Apesar de não haver figurinista creditado para o filme, “The Immoral Three” é um festim de absurdidades estilísticas dos anos 70. A certa altura, até vemos a cintura de Sandy embelezada por uma fivela que escreve “Oh Shit” em brilhantes. Essa é talvez a melhor destilação do cinema de Doris Wishman, uma imagem que contém em si a essência do seu trabalho, todo o seu gozo babado e sensualismo desajeitado. Enfim, não há tempo a perder em modas pois as personagens estão a aparecer mortas em ritmo acelerado. Se não se descobre o assassino, acaba o filme por falta de elenco.
Para os fãs do terror, essa vertente mortífera é certamente o elemento mais curioso da trama. Sente-se uma certa dívida para com os giallos de Itália, ao mesmo tempo que a estrutura narrativa aponta para uma consolidação do slasher antes mesmo de o termo existir. O que é curioso é quanto aquela premissa eterna do horror juvenil não se admite no mundo de Wishman. Aqui não morre quem é promíscuo. Pelo contrário, a única figura principal que vive até aos créditos finais é quem tem mais sexo no filme inteiro. Que viva o hedonismo sem vergonha! Que viva o cinema de Doris Wishman!

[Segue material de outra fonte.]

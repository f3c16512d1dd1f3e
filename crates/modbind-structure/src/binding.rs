//! Binding nodes and resource references

use crate::markup::Element;
use serde::{Deserialize, Serialize};
use std::fmt;

/// Identifier of a binding, unique within one structure resource
#[derive(Debug, Clone, PartialEq, Eq, PartialOrd, Ord, Hash, Serialize, Deserialize)]
#[serde(transparent)]
pub struct BindingId(String);

impl BindingId {
    /// Create binding id
    #[inline]
    #[must_use]
    pub fn new(id: impl Into<String>) -> Self {
        Self(id.into())
    }

    /// Borrow as string
    #[inline]
    #[must_use]
    pub fn as_str(&self) -> &str {
        &self.0
    }
}

impl fmt::Display for BindingId {
    fn fmt(&self, f: &mut fmt::Formatter<'_>) -> fmt::Result {
        f.write_str(&self.0)
    }
}

impl From<&str> for BindingId {
    fn from(s: &str) -> Self {
        Self::new(s)
    }
}

impl From<String> for BindingId {
    fn from(s: String) -> Self {
        Self(s)
    }
}

/// Reference to a server resource (artifact, module, component, folder, shape)
#[derive(Debug, Clone, PartialEq, Eq, PartialOrd, Ord, Hash, Serialize, Deserialize)]
#[serde(transparent)]
pub struct ResourceRef(String);

impl ResourceRef {
    /// Create resource reference
    #[inline]
    #[must_use]
    pub fn new(uri: impl Into<String>) -> Self {
        Self(uri.into())
    }

    /// Borrow the URI
    #[inline]
    #[must_use]
    pub fn as_str(&self) -> &str {
        &self.0
    }

    /// True when the reference carries no URI
    #[inline]
    #[must_use]
    pub fn is_empty(&self) -> bool {
        self.0.trim().is_empty()
    }
}

impl fmt::Display for ResourceRef {
    fn fmt(&self, f: &mut fmt::Formatter<'_>) -> fmt::Result {
        f.write_str(&self.0)
    }
}

impl From<&str> for ResourceRef {
    fn from(s: &str) -> Self {
        Self::new(s)
    }
}

impl From<String> for ResourceRef {
    fn from(s: String) -> Self {
        Self(s)
    }
}

/// Property kept verbatim through a decode/encode cycle of one wire form.
///
/// Each codec only re-emits the extras it produced itself.
#[derive(Debug, Clone, PartialEq)]
pub enum Extra {
    /// Child element of a markup binding
    Markup(Element),
    /// Field of a flat-list record
    Field(String, serde_json::Value),
}

/// A node of the module structure.
///
/// Children are owned by [`ModuleStructure`](crate::ModuleStructure), not by the binding.
#[derive(Debug, Clone, PartialEq)]
pub struct Binding {
    /// Binding identifier
    pub id: BindingId,
    /// Whether the bound artifact is a heading
    pub is_heading: bool,
    /// Wrapped artifact, absent only for the structure root
    pub bound_artifact: Option<ResourceRef>,
    /// Owning module
    pub module: Option<ResourceRef>,
    /// Owning component
    pub component: Option<ResourceRef>,
    /// Uninterpreted properties
    pub extras: Vec<Extra>,
}

impl Binding {
    /// Create a bare binding
    #[inline]
    #[must_use]
    pub fn new(id: impl Into<BindingId>) -> Self {
        Self {
            id: id.into(),
            is_heading: false,
            bound_artifact: None,
            module: None,
            component: None,
            extras: Vec::new(),
        }
    }

    /// Mark as heading
    #[inline]
    #[must_use]
    pub fn heading(mut self) -> Self {
        self.is_heading = true;
        self
    }

    /// With bound artifact
    #[inline]
    #[must_use]
    pub fn with_artifact(mut self, artifact: impl Into<ResourceRef>) -> Self {
        self.bound_artifact = Some(artifact.into());
        self
    }

    /// With owning module
    #[inline]
    #[must_use]
    pub fn with_module(mut self, module: impl Into<ResourceRef>) -> Self {
        self.module = Some(module.into());
        self
    }

    /// With owning component
    #[inline]
    #[must_use]
    pub fn with_component(mut self, component: impl Into<ResourceRef>) -> Self {
        self.component = Some(component.into());
        self
    }

    /// With an uninterpreted property
    #[inline]
    #[must_use]
    pub fn with_extra(mut self, extra: Extra) -> Self {
        self.extras.push(extra);
        self
    }
}

#[cfg(test)]
mod tests {
    use super::*;

    #[test]
    fn binding_builder() {
        let b = Binding::new("b1")
            .heading()
            .with_artifact("https://rm/resources/A1")
            .with_module("https://rm/resources/M1");

        assert!(b.is_heading);
        assert_eq!(b.bound_artifact.as_ref().map(ResourceRef::as_str), Some("https://rm/resources/A1"));
        assert!(b.component.is_none());
    }

    #[test]
    fn binding_id_conversions_agree() {
        let owned = BindingId::from(String::from("https://rm/resources/BI_1"));
        assert_eq!(owned, BindingId::from("https://rm/resources/BI_1"));
        assert_eq!(owned.as_str(), "https://rm/resources/BI_1");
    }

    #[test]
    fn empty_resource_ref() {
        assert!(ResourceRef::new("").is_empty());
        assert!(ResourceRef::new("   ").is_empty());
        assert!(!ResourceRef::new("x").is_empty());
    }
}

The Immoral Three, em análise
Movie title: The Immoral Three
Date published: 5 de May de 2022
Director(s): Doris Wishman
Actor(s): Cindy Bourdreau, Sandra Kay, Michele Marie, Robert S. Barba, Joe Saverio, Bud Irwin, Frank Silvano, Roger Caine, Ed Marshall, Levi Richards, David Hausman
Genre: Ação, 1975, 74 min
-
Cláudio Alves - 70
CONCLUSÃO:
Uma desventura sexual pelo mundo dos espiões, do melodrama e da carnificina à la giallo, “The Immoral Three” é uma das obras mais espetaculares na filmografia de Doris Wishman. A rainha do sexploitation excele na comédia acidental, na montra de modas e inadvertido surrealismo. Seu cinema vive num limbo entre a loucura e a luxúria, transcendo o medíocre para chegar ao génio. Por muitos defeitos que tenha, não trocávamos os filmes de Wishman por nada deste mundo.
O MELHOR: O estilo aveludado dos anos 70 e o modo como influenciam a estética do filme. “The Immoral Three” é uma das fitas mais influentes de Wishman, vivendo na contemporaneidade através de cineastas como Anna Biller.
O PIOR: Podemo-nos rir com a vingança de Wishman, mas sentimos falta de Chesty Morgan.